[Problem to solve]
Lines from the beginning of the data through the line containing "10, max: 11" are to be copied exactly, with no other line included.

[Record extracts]
use crate::domain::common::patch::merge;
use crate::domain::common::{Patch, Record};
use crate::shared::metadata::{FieldPattern, FormErrors, ValidationRules};
use crate::shared::search::{Searchable, Sortable};
use serde::{Deserialize, Serialize};

const NAME_RULES: ValidationRules = ValidationRules::required().min_length(3);
const ADDRESS_RULES: ValidationRules = ValidationRules::required().min_length(5);
const PHONE_RULES: ValidationRules = ValidationRules::required()
    .pattern(FieldPattern::Digits { min: 10, max: 11 })
    .with_error("Số điện thoại không hợp lệ (10-11 số)!");

/// Storage site
#[derive(Debug, Clone, PartialEq, Serialize, Deserialize)]
#[serde(rename_all = "camelCase")]
pub struct Warehouse {
    pub id: String,
    pub sku: String,
    pub name: String,
    pub address: String,
    pub phone: String,
}

impl Warehouse {
    pub fn from_dto(id: String, dto: &WarehouseDto) -> Self {
        Self {
            id,
            sku: dto.sku.trim().to_string(),
            name: dto.name.trim().to_string(),
            address: dto.address.trim().to_string(),
            phone: dto.phone.trim().to_string(),
        }
    }

    pub fn to_dto(&self) -> WarehouseDto {
        WarehouseDto {
            sku: self.sku.clone(),
            name: self.name.clone(),
            address: self.address.clone(),
            phone: self.phone.clone(),
        }
    }
}

impl Record for Warehouse {
    fn id(&self) -> &str {
        &self.id
    }

    fn display_name(&self) -> &str {
        &self.name
    }

    fn record_index() -> &'static str {
        "a003"
    }

    fn collection_name() -> &'static str {
        "warehouse"
    }

    fn element_name() -> &'static str {
        "Warehouse"
    }

    fn list_name() -> &'static str {
        "Warehouses"
    }
}

impl Searchable for Warehouse {
    fn search_fields() -> &'static [&'static str] {
        &["name", "address"]
    }

    fn get_field_value(&self, field: &str) -> Option<String> {
        match field {
            "sku" => Some(self.sku.clone()),
            "name" => Some(self.name.clone()),
            "address" => Some(self.address.clone()),
            "phone" => Some(self.phone.clone()),
            _ => None,
        }
    }
}

impl Sortable for Warehouse {}

#[derive(Debug, Clone, PartialEq, Default, Serialize, Deserialize)]
#[serde(rename_all = "camelCase")]
pub struct WarehouseDto {
    pub sku: String,
    pub name: String,
    pub address: String,
    pub phone: String,
}

impl WarehouseDto {
    pub fn validate(&self) -> Result<(), FormErrors> {
        let mut errors = FormErrors::new();
        errors.check("name", NAME_RULES.validate_string(&self.name, "Tên kho"));
        errors.check("address", ADDRESS_RULES.validate_string(&self.address, "Địa chỉ"));
        errors.check("phone", PHONE_RULES.validate_string(&self.phone, "Số điện thoại"));
        errors.into_result()
    }

    pub fn to_patch(&self) -> WarehousePatch {
        WarehousePatch {
            sku: Some(self.sku.trim().to_string()),
            name: Some(self.name.trim().to_string()),
            address: Some(self.address.trim().to_string()),
            phone: Some(self.phone.trim().to_string()),
        }
    }
}

#[derive(Debug, Clone, PartialEq, Default, Serialize, Deserialize)]
#[serde(rename_all = "camelCase")]
pub struct WarehousePatch {
    pub sku: Option<String>,
    pub name: Option<String>,
    pub address: Option<String>,
    pub phone: Option<String>,
}

impl Patch for WarehousePatch {
    type Target = Warehouse;

    fn apply(&self, target: &Warehouse) -> Warehouse {
        Warehouse {
            id: target.id.clone(),
            sku: merge(&self.sku, &target.sku),
            name: merge(&self.name, &target.name),
            address: merge(&self.address, &target.address),
            phone: merge(&self.phone, &target.phone),
        }
    }

    fn is_empty(&self) -> bool {
        self == &Self::default()
    }
}

#[cfg(test)]
mod tests {
    use super::*;

    fn dto(name: &str, address: &str, phone: &str) -> WarehouseDto {
        WarehouseDto {
            sku: "SKU-009".into(),
            name: name.into(),
            address: address.into(),
            phone: phone.into(),
        }
    }

    #[test]
    fn test_valid_warehouse() {
        assert!(dto("Kho Thủ Đức", "12 Võ Văn Ngân", "0901234567").validate().is_ok());
    }

    #[test]
    fn test_field_rules() {
        let errors = dto("Kh", "abc", "12345").validate().unwrap_err();
        assert_eq!(errors.get("name"), Some("Tên kho must have at least 3 characters"));
        assert!(errors.get("address").is_some());
        assert_eq!(errors.get("phone"), Some("Số điện thoại không hợp lệ (10-11 số)!"));

        let empty = dto("", "", "").validate().unwrap_err();
        assert_eq!(empty.get("phone"), Some("Số điện thoại không hợp lệ (10-11 số)!"));
    }

    #[test]
    fn test_search_fields() {
        let w = Warehouse::from_dto("1".into(), &dto("Kho Thủ Đức", "12 Võ Văn Ngân", "0901234567"));
        assert!(w.matches_filter("võ văn"));
        assert!(!w.matches_filter("0901"));
    }
}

[Expected output]
use crate::domain::common::patch::merge;
use crate::domain::common::{Patch, Record};
use crate::shared::metadata::{FieldPattern, FormErrors, ValidationRules};
use crate::shared::search::{Searchable, Sortable};
use serde::{Deserialize, Serialize};

const NAME_RULES: ValidationRules = ValidationRules::required().min_length(3);
const ADDRESS_RULES: ValidationRules = ValidationRules::required().min_length(5);
const PHONE_RULES: ValidationRules = ValidationRules::required()
    .pattern(FieldPattern::Digits { min: 10, max: 11 })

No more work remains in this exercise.